The Brothers Matzoriley are heading home when they see the Inspector chasing them. They shoot bullets at him, breaking his car and stripping him until he's only wearing his Pink Panther underwear. They also drop a bomb on him from up in the air.

The Brothers Matzoriley have their car convert itself into a plane, forcing the Inspector to man a plane of his own in order to pursue them. The crooks easily dispose of him with a giant fly-swatter however, and his plane crashes into the Sûreté building, destroying the Commissioner's office and earning the Inspector another ear-bashing. The trio manages to escape, but once back at their mansion, Wong discovers that their coat pocket has a hole in it, and they have managed to lose the diamond.

The Inspector returns the diamond to the Commissioner, and puts it in a safe. Unfortunately, the safe turns out to be the evil three in disguise. The Inspector and Deux-Deux pursue the thieves to a hotel, where the Inspector's attempts at catching them meet with a predictable lack of success. The Inspector is shot in the eye by, but when he shows Deux-Deux what is coming through the keyhole, Deux-Deux begins whooping excitedly at what he sees (presumably Can-Can dancers). The Inspector takes a second look and is shot again. When the Inspector announces he will shoot at the count of three, the Brothers Matzoriley escape in their car, knocking down the door and flattening the Inspector, who fires a bullet that only drops to the ground.
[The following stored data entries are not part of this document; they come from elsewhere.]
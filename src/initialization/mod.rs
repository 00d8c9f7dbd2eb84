//! Application initialization and resource setup.
//!
//! This module provides functions to initialize all shared resources:
//! - HTTP clients (page fetch and classifier)
//! - DNS resolver
//! - Logger
//! - TLS crypto provider
//!
//! The history store has its own lifecycle (`HistoryStore::open` / `close`).

mod client;
mod logger;
mod resolver;

use std::sync::Arc;

use rustls::crypto::{ring::default_provider, CryptoProvider};
use tokio::sync::Semaphore;

// Re-export public API
pub use client::{init_classifier_client, init_client};
pub use logger::init_logger_with;
pub use resolver::init_resolver;

/// Initializes a semaphore for controlling concurrency.
///
/// Used by the watch mode to bound the number of background checks in flight.
pub fn init_semaphore(count: usize) -> Arc<Semaphore> {
    Arc::new(Semaphore::new(count))
}

/// Initializes the crypto provider for TLS operations.
///
/// Installs `ring` as the process-wide `rustls` provider. Must be called before
/// any TLS connection is established.
pub fn init_crypto_provider() {
    // Reinstalling the provider is harmless, the error only says one exists
    let _ = CryptoProvider::install_default(default_provider());
}
//! Schema migrations.

use sqlx::SqlitePool;

use crate::error_handling::DatabaseError;

/// Runs the SQL migrations in the crate's `migrations/` directory.
pub async fn run_migrations(pool: &SqlitePool) -> Result<(), DatabaseError> {
    let migrations_dir = std::path::Path::new(env!("CARGO_MANIFEST_DIR")).join("migrations");
    let migrator = sqlx::migrate::Migrator::new(migrations_dir.as_path()).await?;
    migrator.run(pool).await?;
    Ok(())
}
//! Logger initialization.
//!
//! Log lines name the pikephish component that wrote them (`scan`, `checker`,
//! `storage::history`, ...) rather than the full module path; dependency
//! targets are kept as is.

use std::io::Write;

use chrono::{SecondsFormat, Utc};
use colored::*;
use log::{Level, LevelFilter};

use crate::config::LogFormat;
use crate::error_handling::InitializationError;

/// Dependencies clamped below the requested level.
const DEPENDENCY_LEVELS: &[(&str, LevelFilter)] = &[
    ("html5ever", LevelFilter::Error),
    ("selectors", LevelFilter::Warn),
    ("sqlx", LevelFilter::Warn),
    ("reqwest", LevelFilter::Info),
    ("hyper", LevelFilter::Info),
    ("rustls", LevelFilter::Warn),
    // Truncated/malformed UDP answers are retried by hickory itself
    ("hickory_proto", LevelFilter::Error),
];

/// Initializes the logger with the specified level and format.
///
/// `RUST_LOG` is read first; `level` then applies to pikephish and, clamped by
/// `DEPENDENCY_LEVELS`, to its dependencies. Plain lines are colored, JSON
/// lines carry `ts` (RFC 3339, UTC), `level`, `component` and `msg`.
///
/// # Errors
///
/// Returns `InitializationError::LoggerError` if a logger is already installed.
///
/// # Examples
///
/// ```bash
/// RUST_LOG=hickory_resolver=debug pikephish check example.com
/// pikephish --log-format json watch observed.txt
/// ```
pub fn init_logger_with(level: LevelFilter, format: LogFormat) -> Result<(), InitializationError> {
    let mut builder = env_logger::Builder::from_default_env();

    builder.filter_level(level);
    for (module, cap) in DEPENDENCY_LEVELS {
        builder.filter_module(module, level.min(*cap));
    }
    builder.filter_module(env!("CARGO_CRATE_NAME"), level);

    match format {
        LogFormat::Json => builder.format(|buf, record| {
            let line = json_line(
                record.level(),
                component(record.target()),
                &record.args().to_string(),
            );
            writeln!(buf, "{line}")
        }),
        LogFormat::Plain => builder.format(|buf, record| {
            writeln!(
                buf,
                "{} {:<5} {} {}",
                Utc::now().format("%H:%M:%S%.3f").to_string().as_str().dimmed(),
                colored_level(record.level()),
                component(record.target()).cyan(),
                record.args()
            )
        }),
    };

    builder.try_init().map_err(InitializationError::from)
}

/// Strips the crate prefix from pikephish targets.
fn component(target: &str) -> &str {
    let crate_name = env!("CARGO_CRATE_NAME");
    match target.strip_prefix(crate_name) {
        Some("") => crate_name,
        Some(rest) => rest.strip_prefix("::").unwrap_or(target),
        None => target,
    }
}

fn colored_level(level: Level) -> ColoredString {
    let name = level.as_str();
    match level {
        Level::Error => name.red().bold(),
        Level::Warn => name.yellow(),
        Level::Info => name.green(),
        Level::Debug => name.blue(),
        Level::Trace => name.purple(),
    }
}

fn json_line(level: Level, component: &str, msg: &str) -> String {
    serde_json::json!({
        "ts": Utc::now().to_rfc3339_opts(SecondsFormat::Millis, true),
        "level": level.as_str(),
        "component": component,
        "msg": msg,
    })
    .to_string()
}

#[cfg(test)]
mod tests {
    use super::*;

    #[test]
    fn test_component_strips_crate_prefix() {
        assert_eq!(component("pikephish::scan"), "scan");
        assert_eq!(component("pikephish::storage::history"), "storage::history");
        assert_eq!(component("pikephish"), "pikephish");
        assert_eq!(component("pikephishing::x"), "pikephishing::x");
        assert_eq!(component("hickory_proto::udp"), "hickory_proto::udp");
    }

    #[test]
    fn test_json_line_is_one_object() {
        let line = json_line(Level::Warn, "monitor", "Phishing detected: \"https://x.test\"\n");
        assert!(!line.contains('\n'));
        let value: serde_json::Value = serde_json::from_str(&line).expect("valid JSON");
        assert_eq!(value["level"], "WARN");
        assert_eq!(value["component"], "monitor");
        assert_eq!(value["msg"], "Phishing detected: \"https://x.test\"\n");
        assert!(value["ts"].as_str().is_some_and(|ts| ts.ends_with('Z')));
    }

    #[test]
    fn test_init_logger_twice_does_not_panic() {
        let first = init_logger_with(LevelFilter::Info, LogFormat::Plain);
        let second = init_logger_with(LevelFilter::Debug, LogFormat::Json);
        // At most one logger can be installed per process
        assert!(first.is_err() || second.is_err());
    }
}
//! Small shared helpers.
//!
//! - CSS selector parsing that logs instead of panicking
//! - Epoch-millisecond timestamps and duration conversion

mod selector;
mod timing;

pub(crate) use selector::{matches_any, parse_selector_with_fallback};
pub use timing::{duration_to_ms, now_millis};
//! Check resources and their lifecycle.
//!
//! Builds everything a check needs from a validated `Config`:
//! - Page-fetch and classifier HTTP clients
//! - DNS resolver
//! - History store (opened here, closed by `CheckResources::shutdown`)
//! - The `PhishingChecker` wiring them together

use std::sync::Arc;

use anyhow::{Context, Result};
use log::info;

use crate::checker::PhishingChecker;
use crate::classifier::ClassifierClient;
use crate::config::Config;
use crate::initialization::{init_classifier_client, init_client, init_resolver};
use crate::scan::{FeaturePipeline, NetworkSignals};
use crate::storage::HistoryStore;
use crate::whitelist::DomainTrust;

/// Checker backed by the real network.
pub type NetworkChecker = PhishingChecker<NetworkSignals>;

/// All resources initialized for checks.
pub struct CheckResources {
    /// The check entry point
    pub checker: Arc<NetworkChecker>,
    /// The history store shared with `checker`
    pub store: Arc<HistoryStore>,
}

impl CheckResources {
    /// Closes the history store.
    pub async fn shutdown(self) {
        self.store.close().await;
        info!("Resources released");
    }
}

/// Opens only the history store, for commands that never scan.
pub async fn open_store(config: &Config) -> Result<Arc<HistoryStore>> {
    config.validate()?;
    let store = HistoryStore::open(&config.db_path, config.duplicate_policy)
        .await
        .with_context(|| format!("Failed to open history at {}", config.db_path.display()))?;
    Ok(Arc::new(store))
}

/// Validates `config` and initializes every resource a check needs.
///
/// `trust` is installed as the whitelist; whether it is consulted depends on
/// `config.whitelist_policy`.
pub async fn init_resources(
    config: &Config,
    trust: Arc<dyn DomainTrust>,
) -> Result<CheckResources> {
    let store = open_store(config).await?;

    let client = init_client(config).context("Failed to build page-fetch client")?;
    let classifier_http =
        init_classifier_client(config).context("Failed to build classifier client")?;
    let classifier = ClassifierClient::new(classifier_http, &config.classifier_url)?;
    info!("Classifier endpoint: {}", classifier.endpoint());

    let pipeline = FeaturePipeline::new(NetworkSignals::new(client, init_resolver()));
    let checker = PhishingChecker::new(pipeline, classifier, Arc::clone(&store))
        .with_whitelist(trust, config.whitelist_policy)
        .with_history_limit(config.history_limit);

    Ok(CheckResources {
        checker: Arc::new(checker),
        store,
    })
}
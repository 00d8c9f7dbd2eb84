//! Database connection pool management.
//!
//! This module initializes and configures the SQLite connection pool with:
//! - WAL mode enabled for concurrent readers
//! - Automatic database file creation
//! - A single-connection pool for in-memory databases

use std::fs::OpenOptions;
use std::io::ErrorKind;
use std::path::Path;
use std::sync::Arc;

use log::{error, info};
use sqlx::sqlite::SqlitePoolOptions;
use sqlx::SqlitePool;

use crate::error_handling::DatabaseError;

/// Shared handle to the history database.
pub type DbPool = Arc<SqlitePool>;

/// Path that selects a private in-memory database.
pub const IN_MEMORY_DB: &str = ":memory:";

/// Initializes and returns a database connection pool for `db_path`.
///
/// Creates the database file if it doesn't exist and enables WAL mode. The
/// special path `:memory:` opens an in-memory database on a single
/// connection, so every query sees the same data.
pub async fn init_db_pool_with_path(db_path: &Path) -> Result<DbPool, DatabaseError> {
    let db_path_str = db_path.to_string_lossy().to_string();
    if db_path_str == IN_MEMORY_DB {
        let pool = SqlitePoolOptions::new()
            .max_connections(1)
            .min_connections(1)
            .idle_timeout(None)
            .max_lifetime(None)
            .connect("sqlite::memory:")
            .await?;
        return Ok(Arc::new(pool));
    }

    match OpenOptions::new()
        .read(true)
        .write(true)
        .create_new(true)
        .open(&db_path_str)
    {
        Ok(_) => info!("Database file created: {db_path_str}"),
        Err(ref e) if e.kind() == ErrorKind::AlreadyExists => {
            info!("Using existing database file: {db_path_str}")
        }
        Err(e) => {
            error!("Failed to create database file {db_path_str}: {e}");
            return Err(DatabaseError::FileCreationError(format!("{db_path_str}: {e}")));
        }
    }

    let pool = SqlitePool::connect(&format!("sqlite:{db_path_str}"))
        .await
        .map_err(|e| {
            error!("Failed to connect to database: {e}");
            DatabaseError::SqlError(e)
        })?;

    sqlx::query("PRAGMA journal_mode=WAL")
        .execute(&pool)
        .await
        .map_err(|e| {
            error!("Failed to set WAL mode: {e}");
            DatabaseError::SqlError(e)
        })?;

    Ok(Arc::new(pool))
}

#[cfg(test)]
mod tests {
    use super::*;

    #[tokio::test]
    async fn test_file_is_created_with_wal() {
        let dir = tempfile::tempdir().expect("tempdir");
        let path = dir.path().join("history.db");

        let pool = init_db_pool_with_path(&path).await.expect("pool");
        assert!(path.exists());

        let mode: String = sqlx::query_scalar("PRAGMA journal_mode")
            .fetch_one(pool.as_ref())
            .await
            .expect("pragma");
        assert_eq!(mode.to_lowercase(), "wal");
        pool.close().await;
    }

    #[tokio::test]
    async fn test_missing_directory_is_file_creation_error() {
        let dir = tempfile::tempdir().expect("tempdir");
        let path = dir.path().join("no-such-dir").join("history.db");

        let result = init_db_pool_with_path(&path).await;
        assert!(matches!(result, Err(DatabaseError::FileCreationError(_))));
    }

    #[tokio::test]
    async fn test_in_memory_pool() {
        let pool = init_db_pool_with_path(Path::new(IN_MEMORY_DB))
            .await
            .expect("pool");
        sqlx::query("CREATE TABLE t (x INTEGER)")
            .execute(pool.as_ref())
            .await
            .expect("create");
        let n: i64 = sqlx::query_scalar("SELECT COUNT(*) FROM t")
            .fetch_one(pool.as_ref())
            .await
            .expect("count");
        assert_eq!(n, 0);
    }
}
//! Wire format of the classifier's `predict` endpoint.
//!
//! Every request field is a string or `null`; booleans and numbers travel in
//! their `to_string` form and dates as `YYYY-MM-DDTHH:MM:SS` in UTC.

use chrono::{DateTime, Utc};
use serde::{Deserialize, Serialize};

use crate::scan::FeatureRecord;

const WIRE_DATE_FORMAT: &str = "%Y-%m-%dT%H:%M:%S";

/// Request body for `POST <base>/predict`.
#[derive(Debug, Clone, PartialEq, Eq, Serialize)]
#[serde(rename_all = "camelCase")]
#[allow(missing_docs)]
pub struct PredictRequest {
    pub url: String,
    pub final_url: Option<String>,
    pub status_code: Option<String>,
    pub is_https: Option<String>,
    pub ssl_issuer: Option<String>,
    pub ssl_valid_from: Option<String>,
    pub ssl_valid_to: Option<String>,
    /// Domain age lookups are not performed; always `null`
    pub age_days: Option<String>,
    /// Registrar lookups are not performed; always `null`
    pub registrar: Option<String>,
    pub has_mx: Option<String>,
    pub mx_records_json: Option<String>,
    pub ip: Option<String>,
    pub subdomain_count: Option<String>,
    pub has_login_form: Option<String>,
    pub has_iframe: Option<String>,
    pub js_eval_like: Option<String>,
    pub overlay_attempt: Option<String>,
    pub notification_injection: Option<String>,
    pub webview_misuse: Option<String>,
    pub instant_app_flag: Option<String>,
    pub collected_at: Option<String>,
}

fn wire_date(date: &DateTime<Utc>) -> String {
    date.format(WIRE_DATE_FORMAT).to_string()
}

impl From<&FeatureRecord> for PredictRequest {
    fn from(record: &FeatureRecord) -> Self {
        let ssl = record.ssl.as_ref();
        let dns = record.dns.as_ref();
        let html = record.html.as_ref();
        let flag = |f: fn(&crate::html::HtmlInfo) -> bool| html.map(|h| f(h).to_string());

        Self {
            url: record.url.clone(),
            final_url: record.final_url.clone(),
            status_code: record.status_code.map(|s| s.to_string()),
            is_https: Some(record.is_https.to_string()),
            ssl_issuer: ssl.map(|s| s.issuer.clone()),
            ssl_valid_from: ssl.map(|s| wire_date(&s.valid_from)),
            ssl_valid_to: ssl.map(|s| wire_date(&s.valid_to)),
            age_days: None,
            registrar: None,
            has_mx: dns.map(|d| d.has_mx.to_string()),
            mx_records_json: dns
                .and_then(|d| d.mx_records.as_ref())
                .map(|records| records.join(";")),
            ip: dns.and_then(|d| d.ip.clone()),
            subdomain_count: record.subdomain_count.map(|n| n.to_string()),
            has_login_form: flag(|h| h.has_login_form),
            has_iframe: flag(|h| h.has_iframe),
            js_eval_like: flag(|h| h.js_eval_like),
            overlay_attempt: flag(|h| h.overlay_attempt),
            notification_injection: flag(|h| h.notification_injection),
            webview_misuse: Some(record.webview_misuse.to_string()),
            instant_app_flag: flag(|h| h.instant_app_flag),
            collected_at: Some(record.collected_at.to_string()),
        }
    }
}

/// Response body of the `predict` endpoint.
#[derive(Debug, Clone, Deserialize)]
#[serde(rename_all = "camelCase")]
#[allow(missing_docs)]
pub struct PredictResponse {
    /// Echo of the classified URL, ignored
    #[serde(default)]
    pub url: Option<String>,
    pub is_phishing: bool,
    pub confidence: f64,
    pub prediction: String,
    #[serde(default)]
    pub reason: Option<String>,
}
The three are finally surrounded in their hideout by the Inspector and a number of backup units. Realizing that they are finished, Wong places the diamond in a glass of water, within which it is inconspicuous. The Inspector and the other officers break in, and apprehend the thieves. While the others search for the missing diamond, the Inspector decides to help himself to the nearby glass of water, and swallows the diamond in the process. He is then rushed to the hospital where the De Gaulle diamond is surgically removed and given to the assisting nurse, which is actually the Brothers Matzoriley in disguise. The Inspector touches the area of the cut in his surgery, where the diamond was removed, and winces in pain, when he describes how he feels about the diamond escapade.

Production notes
The Great De Gaulle Stone Operation was released with the James Bond film Thunderball during its original theatrical run. The title is a parody of the medical condition gallstones as well as a reference to then-French President, Charles de Gaulle.

The Brothers Matzoriley first appeared in the credits of A Shot in the Dark and were seen again in The Super 6, another cartoon series produced in 1966 by Depatie-Freleng. They were referred to in the series as "The Brothers Matzoriley."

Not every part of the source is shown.